* WORK TASK: An identical copy of the data below is needed.

(Records from a data source)
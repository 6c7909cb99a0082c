//! Skeletal joint identifiers carried in tracking frames.
//!
//! A bone type is an opaque small integer on the wire. Only the values listed
//! in [`BoneType::ALL`] are accepted by receivers.

use serde::{Deserialize, Serialize};

/// Identifier of a skeletal joint.
#[derive(Clone, Copy, Debug, Default, PartialEq, Eq, PartialOrd, Ord, Hash, Serialize, Deserialize)]
pub struct BoneType(pub u32);

macro_rules! bone_types {
    ($($name:ident = $value:literal, $label:literal;)*) => {
        impl BoneType {
            $(
                #[doc = concat!("The ", $label, " joint.")]
                pub const $name: Self = Self($value);
            )*

            /// Every bone type a receiver accepts.
            pub const ALL: &'static [Self] = &[$(Self::$name),*];

            /// Human readable name, `None` for unknown values.
            #[must_use]
            pub const fn name(self) -> Option<&'static str> {
                match self.0 {
                    $($value => Some($label),)*
                    _ => None,
                }
            }
        }
    };
}

bone_types! {
    HIPS = 1, "hips";
    LEFT_UPPER_LEG = 2, "left upper leg";
    RIGHT_UPPER_LEG = 3, "right upper leg";
    LEFT_LOWER_LEG = 4, "left lower leg";
    RIGHT_LOWER_LEG = 5, "right lower leg";
    LEFT_FOOT = 6, "left foot";
    RIGHT_FOOT = 7, "right foot";
    SPINE = 8, "spine";
    CHEST = 9, "chest";
    NECK = 10, "neck";
    HEAD = 11, "head";
    LEFT_SHOULDER = 12, "left shoulder";
    RIGHT_SHOULDER = 13, "right shoulder";
    LEFT_UPPER_ARM = 14, "left upper arm";
    RIGHT_UPPER_ARM = 15, "right upper arm";
    LEFT_FOREARM = 16, "left forearm";
    RIGHT_FOREARM = 17, "right forearm";
    LEFT_HAND = 18, "left hand";
    RIGHT_HAND = 19, "right hand";
    LEFT_TOE_BASE = 20, "left toe base";
    RIGHT_TOE_BASE = 21, "right toe base";
    LEFT_EYE = 22, "left eye";
    RIGHT_EYE = 23, "right eye";
    JAW = 24, "jaw";
    LEFT_THUMB_PROXIMAL = 25, "left thumb proximal";
    LEFT_THUMB_INTERMEDIATE = 26, "left thumb intermediate";
    LEFT_THUMB_DISTAL = 27, "left thumb distal";
    LEFT_INDEX_PROXIMAL = 28, "left index proximal";
    LEFT_INDEX_INTERMEDIATE = 29, "left index intermediate";
    LEFT_INDEX_DISTAL = 30, "left index distal";
    LEFT_MIDDLE_PROXIMAL = 31, "left middle proximal";
    LEFT_MIDDLE_INTERMEDIATE = 32, "left middle intermediate";
    LEFT_MIDDLE_DISTAL = 33, "left middle distal";
    LEFT_RING_PROXIMAL = 34, "left ring proximal";
    LEFT_RING_INTERMEDIATE = 35, "left ring intermediate";
    LEFT_RING_DISTAL = 36, "left ring distal";
    LEFT_LITTLE_PROXIMAL = 37, "left little proximal";
    LEFT_LITTLE_INTERMEDIATE = 38, "left little intermediate";
    LEFT_LITTLE_DISTAL = 39, "left little distal";
    RIGHT_THUMB_PROXIMAL = 40, "right thumb proximal";
    RIGHT_THUMB_INTERMEDIATE = 41, "right thumb intermediate";
    RIGHT_THUMB_DISTAL = 42, "right thumb distal";
    RIGHT_INDEX_PROXIMAL = 43, "right index proximal";
    RIGHT_INDEX_INTERMEDIATE = 44, "right index intermediate";
    RIGHT_INDEX_DISTAL = 45, "right index distal";
    RIGHT_MIDDLE_PROXIMAL = 46, "right middle proximal";
    RIGHT_MIDDLE_INTERMEDIATE = 47, "right middle intermediate";
    RIGHT_MIDDLE_DISTAL = 48, "right middle distal";
    RIGHT_RING_PROXIMAL = 49, "right ring proximal";
    RIGHT_RING_INTERMEDIATE = 50, "right ring intermediate";
    RIGHT_RING_DISTAL = 51, "right ring distal";
    RIGHT_LITTLE_PROXIMAL = 52, "right little proximal";
    RIGHT_LITTLE_INTERMEDIATE = 53, "right little intermediate";
    RIGHT_LITTLE_DISTAL = 54, "right little distal";
    UPPER_CHEST = 55, "upper chest";
    CENTER_FEET = 56, "center feet";
    VIEWPOINT = 57, "viewpoint";
}

impl BoneType {
    /// Returns true if receivers accept this bone type.
    #[must_use]
    pub const fn is_known(self) -> bool {
        self.name().is_some()
    }
}

impl std::fmt::Display for BoneType {
    fn fmt(&self, f: &mut std::fmt::Formatter<'_>) -> std::fmt::Result {
        match self.name() {
            Some(name) => f.write_str(name),
            None => write!(f, "unknown bone #{}", self.0),
        }
    }
}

* SOLUTION TO THE PROBLEM:
repository 6c7909cb99a0082c
//! Skeletal joint identifiers carried in tracking frames.
//!
//! A bone type is an opaque small integer on the wire. Only the values listed
//! in [`BoneType::ALL`] are accepted by receivers.

use serde::{Deserialize, Serialize};

/// Identifier of a skeletal joint.
#[derive(Clone, Copy, Debug, Default, PartialEq, Eq, PartialOrd, Ord, Hash, Serialize, Deserialize)]
pub struct BoneType(pub u32);

macro_rules! bone_types {
    ($($name:ident = $value:literal, $label:literal;)*) => {
        impl BoneType {
            $(
                #[doc = concat!("The ", $label, " joint.")]
                pub const $name: Self = Self($value);
            )*

            /// Every bone type a receiver accepts.
            pub const ALL: &'static [Self] = &[$(Self::$name),*];

            /// Human readable name, `None` for unknown values.
            #[must_use]
            pub const fn name(self) -> Option<&'static str> {
                match self.0 {
                    $($value => Some($label),)*
                    _ => None,
                }
            }
        }
    };
}

bone_types! {
    HIPS = 1, "hips";
    LEFT_UPPER_LEG = 2, "left upper leg";
    RIGHT_UPPER_LEG = 3, "right upper leg";
    LEFT_LOWER_LEG = 4, "left lower leg";
    RIGHT_LOWER_LEG = 5, "right lower leg";
    LEFT_FOOT = 6, "left foot";
    RIGHT_FOOT = 7, "right foot";
    SPINE = 8, "spine";
    CHEST = 9, "chest";
    NECK = 10, "neck";
    HEAD = 11, "head";
    LEFT_SHOULDER = 12, "left shoulder";
    RIGHT_SHOULDER = 13, "right shoulder";
    LEFT_UPPER_ARM = 14, "left upper arm";
    RIGHT_UPPER_ARM = 15, "right upper arm";
    LEFT_FOREARM = 16, "left forearm";
    RIGHT_FOREARM = 17, "right forearm";
    LEFT_HAND = 18, "left hand";
    RIGHT_HAND = 19, "right hand";
    LEFT_TOE_BASE = 20, "left toe base";
    RIGHT_TOE_BASE = 21, "right toe base";
    LEFT_EYE = 22, "left eye";
    RIGHT_EYE = 23, "right eye";
    JAW = 24, "jaw";
    LEFT_THUMB_PROXIMAL = 25, "left thumb proximal";
    LEFT_THUMB_INTERMEDIATE = 26, "left thumb intermediate";
    LEFT_THUMB_DISTAL = 27, "left thumb distal";
    LEFT_INDEX_PROXIMAL = 28, "left index proximal";
    LEFT_INDEX_INTERMEDIATE = 29, "left index intermediate";
    LEFT_INDEX_DISTAL = 30, "left index distal";
    LEFT_MIDDLE_PROXIMAL = 31, "left middle proximal";
    LEFT_MIDDLE_INTERMEDIATE = 32, "left middle intermediate";
    LEFT_MIDDLE_DISTAL = 33, "left middle distal";
    LEFT_RING_PROXIMAL = 34, "left ring proximal";
    LEFT_RING_INTERMEDIATE = 35, "left ring intermediate";
    LEFT_RING_DISTAL = 36, "left ring distal";
    LEFT_LITTLE_PROXIMAL = 37, "left little proximal";
    LEFT_LITTLE_INTERMEDIATE = 38, "left little intermediate";
    LEFT_LITTLE_DISTAL = 39, "left little distal";
    RIGHT_THUMB_PROXIMAL = 40, "right thumb proximal";
    RIGHT_THUMB_INTERMEDIATE = 41, "right thumb intermediate";
    RIGHT_THUMB_DISTAL = 42, "right thumb distal";
    RIGHT_INDEX_PROXIMAL = 43, "right index proximal";
    RIGHT_INDEX_INTERMEDIATE = 44, "right index intermediate";
    RIGHT_INDEX_DISTAL = 45, "right index distal";
    RIGHT_MIDDLE_PROXIMAL = 46, "right middle proximal";
    RIGHT_MIDDLE_INTERMEDIATE = 47, "right middle intermediate";
    RIGHT_MIDDLE_DISTAL = 48, "right middle distal";
    RIGHT_RING_PROXIMAL = 49, "right ring proximal";
    RIGHT_RING_INTERMEDIATE = 50, "right ring intermediate";
    RIGHT_RING_DISTAL = 51, "right ring distal";
    RIGHT_LITTLE_PROXIMAL = 52, "right little proximal";
    RIGHT_LITTLE_INTERMEDIATE = 53, "right little intermediate";
    RIGHT_LITTLE_DISTAL = 54, "right little distal";
    UPPER_CHEST = 55, "upper chest";
    CENTER_FEET = 56, "center feet";
    VIEWPOINT = 57, "viewpoint";
}

impl BoneType {
    /// Returns true if receivers accept this bone type.
    #[must_use]
    pub const fn is_known(self) -> bool {
        self.name().is_some()
    }
}

impl std::fmt::Display for BoneType {
    fn fmt(&self, f: &mut std::fmt::Formatter<'_>) -> std::fmt::Result {
        match self.name() {
            Some(name) => f.write_str(name),
            None => write!(f, "unknown bone #{}", self.0),
        }
    }
}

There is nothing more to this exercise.